THE TENTH IEEE SYMPOSIUM ON COMPUTERS AND COMMUNICATIONS (ISCC 2005)
La Manga del Mar Menor, Cartagena, SPAIN
June 27-30, 2005

Keynote 3

Hardware/Software Co-Design Approaches to System Security

Prof. Alok Choudhary

Director - Center for Ultra-Scale Computing and Security
Professor, Department of Electrical and Computer Engineering and Marketing and Technology Management, Kellogg School of Management
Northwestern University, Evanston, IL, USA
choudhar@ece.northwestern.edu

 

Abstract

Computer and Information security has become a critical and central problem in this connected "any-time, any-where" world. One of the key problems facing the computer industry today involves ensuring the integrity of end-user applications and data. One way to consider the security problem is the unauthorized execution of code on a particular system. Researchers in the relatively new field of software protection investigate the development and evaluation of controls that prevent the unauthorized modification or use of system software. While many previously developed protection schemes have provided a strong level of security, their overall effectiveness has been hindered by a lack of transparency to the user in terms of performance overhead. Other approaches take to the opposite extreme and sacrifice security for the sake of this need for transparency.
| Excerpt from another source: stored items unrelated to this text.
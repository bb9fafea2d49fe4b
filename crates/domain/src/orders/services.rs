use std::sync::Arc;

use async_trait::async_trait;
use derive_new::new;

use crate::errors::Error;

/// Read access to prescription state. Confirming an order re-checks it here
/// rather than trusting a flag captured at order time, so an order whose
/// prescription was never approved can never confirm.
#[async_trait]
pub trait PrescriptionDirectory: Send + Sync {
    /// Whether the customer currently holds an approved prescription.
    async fn has_approved(&self, customer_id: &str) -> Result<bool, Error>;
}

#[derive(Clone, new)]
pub struct Services {
    pub prescriptions: Arc<dyn PrescriptionDirectory>,
}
In this talk, We will first present an overview of the security problems. Then I will present an architecture for software protection that provides both security and user transparency by utilizing the concepts of multiple programmable cores on modern processors. In the past additional resources have mainly been used for performance enhancements. In this work, we present ways to use part of additional resources to dynamically enhance security and protection using the co-processing paradigm. We demonstrate some initial results by using FPGAs as co-processors to accelerate execution of programs in a cryptographic environment, while maintaining the flexibility through reprogramming to carry out any compiler-driven protections that may be application-specific. Finally, we describe some of the specific problems such as untrusted foundry, multi-level separation etc. that we are addressing using our overall approach.


Short Bio

Alok Choudhary is professor in the Electrical and Computer Engineering Department and at the Kellogg School of Management at Northwestern University. He is also the director of the multidisciplinary center on ultra-scale computing and Information Security. He joined Northwestern in 1996. Prior to that he was a faculty member of the ECE department at Syracuse University. Alok Choudhary received his Ph.D. from University of Illinois, Urbana-Champaign, in Electrical and Computer Engineering, in 1989, M.S. from University of Massachusetts, Amherst, in 1986 and B.E.(Hons.) from Birla Institute of Technology and Science, Pilani, India in 1982.

Alok Choudhary received the National Science Foundation's Young Investigator Award in 1993. He has published more than 300 papers in various journals and conferences in various areas. He has also written a book and several book chapters on the above topics. His research has been sponsored by (past and present) DARPA, NSF, NASA, AFOSR, ONR, DOE, Intel, IBM, and TI. He is a fellow of IEEE.